▶ **YOUR TASK**
Each line containing the string "side" should be copied out of the entries.

▶ **EXERCISE DATA**

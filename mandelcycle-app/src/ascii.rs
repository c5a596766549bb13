//! Text previews for terminals: the escape grid as printable characters,
//! a painted frame as ANSI truecolor cells, and the color table as hex
//! triples.

use std::fmt::Write as _;

use mandelcycle_core::DID_NOT_ESCAPE;
use mandelcycle_render::{ColorTable, PixelGrid, RenderBuffer};

const FIRST_PRINTABLE: u32 = 0x20;
const PRINTABLE_SPAN: u32 = 0x7E - 0x20;

/// Printable character for one escape count.
fn glyph(value: u32, max_iterations: u32) -> char {
    let value = if value == DID_NOT_ESCAPE {
        max_iterations
    } else {
        value
    };
    // Always in 0x20..0x7E.
    char::from_u32(FIRST_PRINTABLE + value % PRINTABLE_SPAN).unwrap_or(' ')
}

/// One character per cell and one line per row, keeping only every
/// `step`-th row and column so a large grid fits a terminal. A `step` of
/// zero is treated as one.
pub(crate) fn render(grid: &PixelGrid, step: u32) -> String {
    let step = step.max(1) as usize;
    let size = grid.size() as usize;
    let max = grid.max_iterations();
    let side = size.div_ceil(step);
    let mut out = String::with_capacity(side * (side + 1));
    for row in grid.values().chunks(size.max(1)).step_by(step) {
        out.extend(row.iter().step_by(step).map(|&v| glyph(v, max)));
        out.push('\n');
    }
    out
}

/// A painted frame as two-column background-colored cells, sampled like
/// [`render`]. Each line ends with an attribute reset.
pub(crate) fn truecolor(buffer: &RenderBuffer, step: u32) -> String {
    let step = step.max(1) as usize;
    let mut out = String::new();
    for y in (0..buffer.height).step_by(step) {
        for x in (0..buffer.width).step_by(step) {
            if let Some(c) = buffer.rgb_at(x, y) {
                let _ = write!(out, "\x1b[48;2;{};{};{}m  ", c.r, c.g, c.b);
            }
        }
        out.push_str("\x1b[0m\n");
    }
    out
}

/// The color table as `#rrggbb` entries, `per_line` to a line.
pub(crate) fn strip(table: &ColorTable, per_line: usize) -> String {
    let per_line = per_line.max(1);
    let mut out = String::new();
    for line in table.entries().chunks(per_line) {
        let hex: Vec<String> = line
            .iter()
            .map(|c| format!("#{:02x}{:02x}{:02x}", c.r, c.g, c.b))
            .collect();
        out.push_str(&hex.join(" "));
        out.push('\n');
    }
    out
}

#[cfg(test)]
mod tests {
    use super::*;
    use mandelcycle_core::Viewport;
    use mandelcycle_render::{ColorComponent, Engine, EngineConfig, Rgb};

    fn grid(size: u32, max_iterations: u32) -> PixelGrid {
        let engine = Engine::new(EngineConfig {
            size_in_pixels: size,
            max_iterations,
            workers: 2,
        })
        .unwrap();
        engine.compute(&Viewport::initial()).unwrap()
    }

    #[test]
    fn glyphs_wrap_in_printable_range() {
        assert_eq!(glyph(0, 10), ' ');
        assert_eq!(glyph(1, 10), '!');
        assert_eq!(glyph(PRINTABLE_SPAN, 10), ' ');
        assert_eq!(glyph(DID_NOT_ESCAPE, 10), '*');
    }

    #[test]
    fn one_line_per_row() {
        let text = render(&grid(8, 10), 1);
        let lines: Vec<&str> = text.lines().collect();
        assert_eq!(lines.len(), 8);
        assert!(lines.iter().all(|l| l.chars().count() == 8));
        // Top-left corner (-2, -2) escapes before the first step.
        assert!(lines[0].starts_with(' '));
        // The centre, c = 0, never escapes.
        assert_eq!(lines[4].chars().nth(4), Some('*'));
    }

    #[test]
    fn sampling_shrinks_output() {
        let text = render(&grid(10, 10), 3);
        let lines: Vec<&str> = text.lines().collect();
        assert_eq!(lines.len(), 4);
        assert!(lines.iter().all(|l| l.chars().count() == 4));
        assert_eq!(render(&grid(4, 10), 0), render(&grid(4, 10), 1));
    }

    #[test]
    fn truecolor_emits_painted_cells() {
        let mut table = ColorTable::new(10);
        table.rebuild(
            ColorComponent::hue(0.0, 0.0, 0.0),
            ColorComponent::saturation(0.0, 0.0, 0.0),
            ColorComponent::brightness(0.0, 0.0, 0.0),
            |_, _, _| Rgb::new(1, 2, 3),
        );
        let buffer = table.paint(&grid(4, 10));
        let text = truecolor(&buffer, 2);
        let lines: Vec<&str> = text.lines().collect();
        assert_eq!(lines.len(), 2);
        assert!(lines.iter().all(|l| l.ends_with("\x1b[0m")));
        // (0, 0) has count 0 and paints white; (2, 2) is interior and black.
        assert!(lines[0].starts_with("\x1b[48;2;255;255;255m  "));
        assert!(lines[1].contains("\x1b[48;2;0;0;0m  \x1b[0m"));
        assert_eq!(lines[0].matches("\x1b[48;2;").count(), 2);
    }

    #[test]
    fn strip_formats_hex() {
        let mut table = ColorTable::new(3);
        table.rebuild(
            ColorComponent::hue(0.0, 0.0, 0.0),
            ColorComponent::saturation(0.0, 0.0, 0.0),
            ColorComponent::brightness(0.0, 0.0, 0.0),
            |_, _, _| Rgb::new(255, 0, 16),
        );
        assert_eq!(strip(&table, 2), "#ff0010 #ff0010\n#ff0010\n");
    }
}
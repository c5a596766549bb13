use thiserror::Error;

/// Errors originating from the engine, color table, and history.
#[derive(Debug, Error)]
pub enum RenderError {
    /// `pop` was called with only the root view left. Callers treat this
    /// as "nothing to undo", never as a failure.
    #[error("navigation history is already at its root")]
    EmptyHistoryAfterRoot,

    #[error("failed to start the worker pool: {0}")]
    ThreadPool(#[from] rayon::ThreadPoolBuildError),

    #[error("a worker thread failed during computation: {reason}")]
    WorkerFailed { reason: String },

    #[error(transparent)]
    Core(#[from] mandelcycle_core::CoreError),
}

▶ **SOLUTION TO THIS EXERCISE**
    let side = size.div_ceil(step);
    let mut out = String::with_capacity(side * (side + 1));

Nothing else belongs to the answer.